- [Work order] Scan the entries that follow for the word "Loading", then report every line in which it appears.

- [Source data]
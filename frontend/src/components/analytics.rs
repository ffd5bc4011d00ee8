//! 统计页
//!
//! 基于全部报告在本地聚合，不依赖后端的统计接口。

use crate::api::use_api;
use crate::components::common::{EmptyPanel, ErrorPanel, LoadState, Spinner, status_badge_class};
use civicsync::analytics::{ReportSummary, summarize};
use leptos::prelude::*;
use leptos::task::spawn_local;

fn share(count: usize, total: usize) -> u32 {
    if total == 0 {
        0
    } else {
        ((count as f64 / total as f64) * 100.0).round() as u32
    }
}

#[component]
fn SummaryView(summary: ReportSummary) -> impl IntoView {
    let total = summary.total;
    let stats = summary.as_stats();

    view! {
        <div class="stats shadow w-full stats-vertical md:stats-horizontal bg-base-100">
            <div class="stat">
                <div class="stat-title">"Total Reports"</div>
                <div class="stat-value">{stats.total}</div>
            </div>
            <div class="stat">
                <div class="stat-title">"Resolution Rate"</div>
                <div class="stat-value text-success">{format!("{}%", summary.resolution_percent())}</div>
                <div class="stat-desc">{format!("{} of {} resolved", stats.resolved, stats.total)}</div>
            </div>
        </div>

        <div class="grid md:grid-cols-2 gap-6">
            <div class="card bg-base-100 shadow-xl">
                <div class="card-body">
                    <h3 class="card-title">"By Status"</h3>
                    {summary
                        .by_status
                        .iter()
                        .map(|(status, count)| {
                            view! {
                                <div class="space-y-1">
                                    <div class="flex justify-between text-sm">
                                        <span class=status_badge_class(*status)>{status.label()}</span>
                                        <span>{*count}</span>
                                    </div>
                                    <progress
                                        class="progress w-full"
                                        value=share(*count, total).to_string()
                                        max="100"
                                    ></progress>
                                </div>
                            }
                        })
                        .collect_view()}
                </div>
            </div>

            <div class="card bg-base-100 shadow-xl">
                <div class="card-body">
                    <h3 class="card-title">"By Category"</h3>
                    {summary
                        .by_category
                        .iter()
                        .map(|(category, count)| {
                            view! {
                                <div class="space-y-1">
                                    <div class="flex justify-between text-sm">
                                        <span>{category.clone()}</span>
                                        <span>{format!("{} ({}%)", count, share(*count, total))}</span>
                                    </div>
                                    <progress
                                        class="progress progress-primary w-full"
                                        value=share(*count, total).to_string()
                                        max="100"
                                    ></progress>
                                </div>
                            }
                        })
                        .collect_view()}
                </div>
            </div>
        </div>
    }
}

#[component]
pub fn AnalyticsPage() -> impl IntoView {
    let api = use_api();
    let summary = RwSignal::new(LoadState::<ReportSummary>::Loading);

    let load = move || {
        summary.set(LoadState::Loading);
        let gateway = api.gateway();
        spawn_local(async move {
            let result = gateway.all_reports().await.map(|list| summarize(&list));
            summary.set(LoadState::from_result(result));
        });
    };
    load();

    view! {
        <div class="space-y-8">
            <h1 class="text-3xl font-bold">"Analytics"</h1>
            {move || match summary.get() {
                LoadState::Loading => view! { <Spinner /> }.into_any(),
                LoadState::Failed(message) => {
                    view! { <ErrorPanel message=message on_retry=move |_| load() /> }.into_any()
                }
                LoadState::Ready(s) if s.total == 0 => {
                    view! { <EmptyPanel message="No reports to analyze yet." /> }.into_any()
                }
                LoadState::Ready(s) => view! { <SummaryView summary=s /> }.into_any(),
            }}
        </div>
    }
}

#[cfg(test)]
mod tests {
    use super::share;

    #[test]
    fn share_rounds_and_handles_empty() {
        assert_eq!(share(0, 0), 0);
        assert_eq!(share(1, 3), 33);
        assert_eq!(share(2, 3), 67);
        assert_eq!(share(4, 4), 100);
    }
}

- [Answer to this problem]
    let summary = RwSignal::new(LoadState::<ReportSummary>::Loading);
        summary.set(LoadState::Loading);
                LoadState::Loading => view! { <Spinner /> }.into_any(),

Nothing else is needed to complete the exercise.